### REQUIRED ACTION
Collect all lines from the records below that include the word "text".

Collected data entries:
*** Begin section ***

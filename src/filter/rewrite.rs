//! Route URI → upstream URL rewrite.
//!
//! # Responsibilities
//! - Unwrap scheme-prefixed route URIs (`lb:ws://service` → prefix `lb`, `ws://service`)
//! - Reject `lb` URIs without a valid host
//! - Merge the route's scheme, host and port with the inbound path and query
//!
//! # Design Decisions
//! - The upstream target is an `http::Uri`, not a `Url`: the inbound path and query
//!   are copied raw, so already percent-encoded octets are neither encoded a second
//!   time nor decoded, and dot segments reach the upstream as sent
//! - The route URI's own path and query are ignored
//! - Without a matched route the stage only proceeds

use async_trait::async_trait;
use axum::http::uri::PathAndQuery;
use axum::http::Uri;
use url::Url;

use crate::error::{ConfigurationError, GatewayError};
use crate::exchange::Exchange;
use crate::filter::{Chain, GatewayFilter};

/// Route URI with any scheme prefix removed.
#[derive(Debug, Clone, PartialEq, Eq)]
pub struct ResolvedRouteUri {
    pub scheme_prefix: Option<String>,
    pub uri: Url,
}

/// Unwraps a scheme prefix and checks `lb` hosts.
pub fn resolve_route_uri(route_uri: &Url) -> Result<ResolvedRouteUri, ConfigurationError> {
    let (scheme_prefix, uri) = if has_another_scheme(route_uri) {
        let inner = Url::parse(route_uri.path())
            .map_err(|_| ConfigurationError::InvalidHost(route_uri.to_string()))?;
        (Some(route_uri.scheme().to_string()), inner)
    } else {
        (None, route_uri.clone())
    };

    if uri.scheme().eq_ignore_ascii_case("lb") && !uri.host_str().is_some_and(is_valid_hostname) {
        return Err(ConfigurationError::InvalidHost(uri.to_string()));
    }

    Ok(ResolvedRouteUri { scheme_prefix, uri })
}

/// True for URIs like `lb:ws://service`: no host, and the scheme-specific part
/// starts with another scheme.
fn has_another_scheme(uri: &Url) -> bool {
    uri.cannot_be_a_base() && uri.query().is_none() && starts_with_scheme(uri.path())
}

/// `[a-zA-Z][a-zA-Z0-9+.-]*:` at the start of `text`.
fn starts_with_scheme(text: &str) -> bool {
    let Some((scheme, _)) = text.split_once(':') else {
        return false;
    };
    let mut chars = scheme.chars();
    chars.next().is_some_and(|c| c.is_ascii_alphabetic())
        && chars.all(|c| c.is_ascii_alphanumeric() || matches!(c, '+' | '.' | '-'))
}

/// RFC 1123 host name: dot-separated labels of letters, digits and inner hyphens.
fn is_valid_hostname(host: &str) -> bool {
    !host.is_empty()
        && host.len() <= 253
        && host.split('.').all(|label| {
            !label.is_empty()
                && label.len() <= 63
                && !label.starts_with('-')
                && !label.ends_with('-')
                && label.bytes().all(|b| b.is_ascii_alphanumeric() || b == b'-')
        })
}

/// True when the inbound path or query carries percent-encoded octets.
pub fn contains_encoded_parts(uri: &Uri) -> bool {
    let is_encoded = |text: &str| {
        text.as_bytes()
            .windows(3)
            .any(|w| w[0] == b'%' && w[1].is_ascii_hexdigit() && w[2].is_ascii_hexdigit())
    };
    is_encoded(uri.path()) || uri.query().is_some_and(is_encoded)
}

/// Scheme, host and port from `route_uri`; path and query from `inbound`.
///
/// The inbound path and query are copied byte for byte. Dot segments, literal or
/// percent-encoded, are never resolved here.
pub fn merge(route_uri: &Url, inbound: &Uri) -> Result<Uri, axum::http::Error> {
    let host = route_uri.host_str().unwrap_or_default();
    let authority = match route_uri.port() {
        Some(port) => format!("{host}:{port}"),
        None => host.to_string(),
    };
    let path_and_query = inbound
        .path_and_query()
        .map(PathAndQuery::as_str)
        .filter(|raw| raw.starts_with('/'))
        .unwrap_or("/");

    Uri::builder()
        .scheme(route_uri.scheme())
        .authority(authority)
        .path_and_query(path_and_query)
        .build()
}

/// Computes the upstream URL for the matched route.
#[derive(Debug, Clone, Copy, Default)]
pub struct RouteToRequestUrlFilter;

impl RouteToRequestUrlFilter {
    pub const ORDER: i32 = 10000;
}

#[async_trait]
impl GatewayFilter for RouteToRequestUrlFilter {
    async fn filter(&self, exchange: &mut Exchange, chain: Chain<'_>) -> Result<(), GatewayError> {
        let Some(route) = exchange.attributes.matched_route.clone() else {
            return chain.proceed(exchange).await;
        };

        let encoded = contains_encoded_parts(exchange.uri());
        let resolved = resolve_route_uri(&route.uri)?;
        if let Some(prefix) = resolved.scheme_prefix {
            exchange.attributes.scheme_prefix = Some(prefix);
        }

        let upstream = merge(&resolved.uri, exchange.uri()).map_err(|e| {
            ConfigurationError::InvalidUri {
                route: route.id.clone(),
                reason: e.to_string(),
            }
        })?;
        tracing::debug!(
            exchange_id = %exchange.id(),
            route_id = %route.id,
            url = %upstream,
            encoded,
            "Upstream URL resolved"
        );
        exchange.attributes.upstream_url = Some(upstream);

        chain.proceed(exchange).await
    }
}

*** End section ***

### RESPONSE AREA
/// `[a-zA-Z][a-zA-Z0-9+.-]*:` at the start of `text`.
fn starts_with_scheme(text: &str) -> bool {
    let Some((scheme, _)) = text.split_once(':') else {
    let is_encoded = |text: &str| {
        text.as_bytes()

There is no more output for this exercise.